(Saved entries)
───

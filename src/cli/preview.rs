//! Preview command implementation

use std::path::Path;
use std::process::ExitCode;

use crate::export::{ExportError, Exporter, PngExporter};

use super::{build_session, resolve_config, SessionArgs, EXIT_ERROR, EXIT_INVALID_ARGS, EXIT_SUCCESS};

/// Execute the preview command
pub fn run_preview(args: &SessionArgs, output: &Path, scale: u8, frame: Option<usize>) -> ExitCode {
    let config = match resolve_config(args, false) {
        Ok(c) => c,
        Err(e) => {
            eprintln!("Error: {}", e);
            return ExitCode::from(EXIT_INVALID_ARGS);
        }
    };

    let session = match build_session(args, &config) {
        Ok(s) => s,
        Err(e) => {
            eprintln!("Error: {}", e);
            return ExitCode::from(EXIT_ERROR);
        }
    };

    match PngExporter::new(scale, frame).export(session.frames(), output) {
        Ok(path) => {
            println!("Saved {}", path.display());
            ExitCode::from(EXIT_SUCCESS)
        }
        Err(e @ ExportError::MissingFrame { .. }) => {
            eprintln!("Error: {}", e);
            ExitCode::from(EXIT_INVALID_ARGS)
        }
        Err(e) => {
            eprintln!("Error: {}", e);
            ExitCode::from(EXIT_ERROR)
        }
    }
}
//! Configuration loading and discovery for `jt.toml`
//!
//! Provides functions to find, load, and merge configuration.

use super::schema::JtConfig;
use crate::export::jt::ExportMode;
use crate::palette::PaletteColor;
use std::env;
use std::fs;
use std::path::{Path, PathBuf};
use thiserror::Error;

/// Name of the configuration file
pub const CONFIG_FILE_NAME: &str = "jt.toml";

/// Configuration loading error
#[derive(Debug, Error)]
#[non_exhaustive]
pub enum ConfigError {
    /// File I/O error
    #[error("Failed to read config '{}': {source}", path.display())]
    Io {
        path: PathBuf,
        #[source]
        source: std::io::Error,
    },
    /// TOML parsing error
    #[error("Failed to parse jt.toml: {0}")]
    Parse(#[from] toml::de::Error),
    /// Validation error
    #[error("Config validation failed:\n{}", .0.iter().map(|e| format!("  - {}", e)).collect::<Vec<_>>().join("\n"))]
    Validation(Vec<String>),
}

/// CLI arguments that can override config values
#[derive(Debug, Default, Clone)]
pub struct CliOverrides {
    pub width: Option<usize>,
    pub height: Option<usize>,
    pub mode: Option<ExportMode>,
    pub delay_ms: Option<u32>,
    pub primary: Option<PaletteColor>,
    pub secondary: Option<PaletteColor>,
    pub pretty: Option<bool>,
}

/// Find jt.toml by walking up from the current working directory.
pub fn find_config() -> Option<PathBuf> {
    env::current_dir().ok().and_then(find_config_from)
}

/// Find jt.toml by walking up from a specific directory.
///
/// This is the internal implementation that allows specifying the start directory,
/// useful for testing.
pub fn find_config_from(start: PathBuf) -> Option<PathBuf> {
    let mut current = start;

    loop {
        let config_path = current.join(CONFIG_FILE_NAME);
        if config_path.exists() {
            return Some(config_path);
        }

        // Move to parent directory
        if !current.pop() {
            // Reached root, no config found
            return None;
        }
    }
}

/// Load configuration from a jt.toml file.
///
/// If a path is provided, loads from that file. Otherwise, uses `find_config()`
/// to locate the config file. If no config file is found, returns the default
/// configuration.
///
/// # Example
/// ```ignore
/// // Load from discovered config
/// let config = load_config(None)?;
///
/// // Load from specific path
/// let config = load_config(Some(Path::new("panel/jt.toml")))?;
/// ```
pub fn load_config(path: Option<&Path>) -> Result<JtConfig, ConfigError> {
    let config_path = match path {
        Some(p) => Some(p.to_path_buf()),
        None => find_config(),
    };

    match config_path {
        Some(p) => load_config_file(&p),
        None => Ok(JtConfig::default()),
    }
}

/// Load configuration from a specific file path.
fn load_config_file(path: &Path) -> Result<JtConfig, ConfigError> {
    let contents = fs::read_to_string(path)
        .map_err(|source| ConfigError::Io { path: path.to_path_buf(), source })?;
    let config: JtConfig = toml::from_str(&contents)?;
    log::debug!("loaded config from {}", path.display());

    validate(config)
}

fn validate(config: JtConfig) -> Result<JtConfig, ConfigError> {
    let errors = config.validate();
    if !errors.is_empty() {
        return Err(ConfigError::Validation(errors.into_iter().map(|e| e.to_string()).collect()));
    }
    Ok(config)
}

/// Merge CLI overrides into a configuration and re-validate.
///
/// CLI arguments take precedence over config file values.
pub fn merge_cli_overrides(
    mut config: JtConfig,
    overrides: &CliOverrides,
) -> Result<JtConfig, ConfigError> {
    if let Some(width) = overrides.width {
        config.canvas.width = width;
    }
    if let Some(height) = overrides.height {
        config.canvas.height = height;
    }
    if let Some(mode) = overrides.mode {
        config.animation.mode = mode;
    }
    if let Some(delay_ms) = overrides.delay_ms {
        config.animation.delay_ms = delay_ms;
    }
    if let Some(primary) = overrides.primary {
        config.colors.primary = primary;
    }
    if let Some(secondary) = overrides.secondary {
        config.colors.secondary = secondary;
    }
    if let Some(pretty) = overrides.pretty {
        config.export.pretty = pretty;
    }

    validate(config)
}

───

TASK STATEMENT> Retype exactly the lines above, from the one with "useful for testing." through the one with "let contents = fs::read_to_string(path)", inclusive.

SOLUTION FOR THIS EXERCISE>
/// useful for testing.
pub fn find_config_from(start: PathBuf) -> Option<PathBuf> {
    let mut current = start;

    loop {
        let config_path = current.join(CONFIG_FILE_NAME);
        if config_path.exists() {
            return Some(config_path);
        }

        // Move to parent directory
        if !current.pop() {
            // Reached root, no config found
            return None;
        }
    }
}

/// Load configuration from a jt.toml file.
///
/// If a path is provided, loads from that file. Otherwise, uses `find_config()`
/// to locate the config file. If no config file is found, returns the default
/// configuration.
///
/// # Example
/// ```ignore
/// // Load from discovered config
/// let config = load_config(None)?;
///
/// // Load from specific path
/// let config = load_config(Some(Path::new("panel/jt.toml")))?;
/// ```
pub fn load_config(path: Option<&Path>) -> Result<JtConfig, ConfigError> {
    let config_path = match path {
        Some(p) => Some(p.to_path_buf()),
        None => find_config(),
    };

    match config_path {
        Some(p) => load_config_file(&p),
        None => Ok(JtConfig::default()),
    }
}

/// Load configuration from a specific file path.
fn load_config_file(path: &Path) -> Result<JtConfig, ConfigError> {
    let contents = fs::read_to_string(path)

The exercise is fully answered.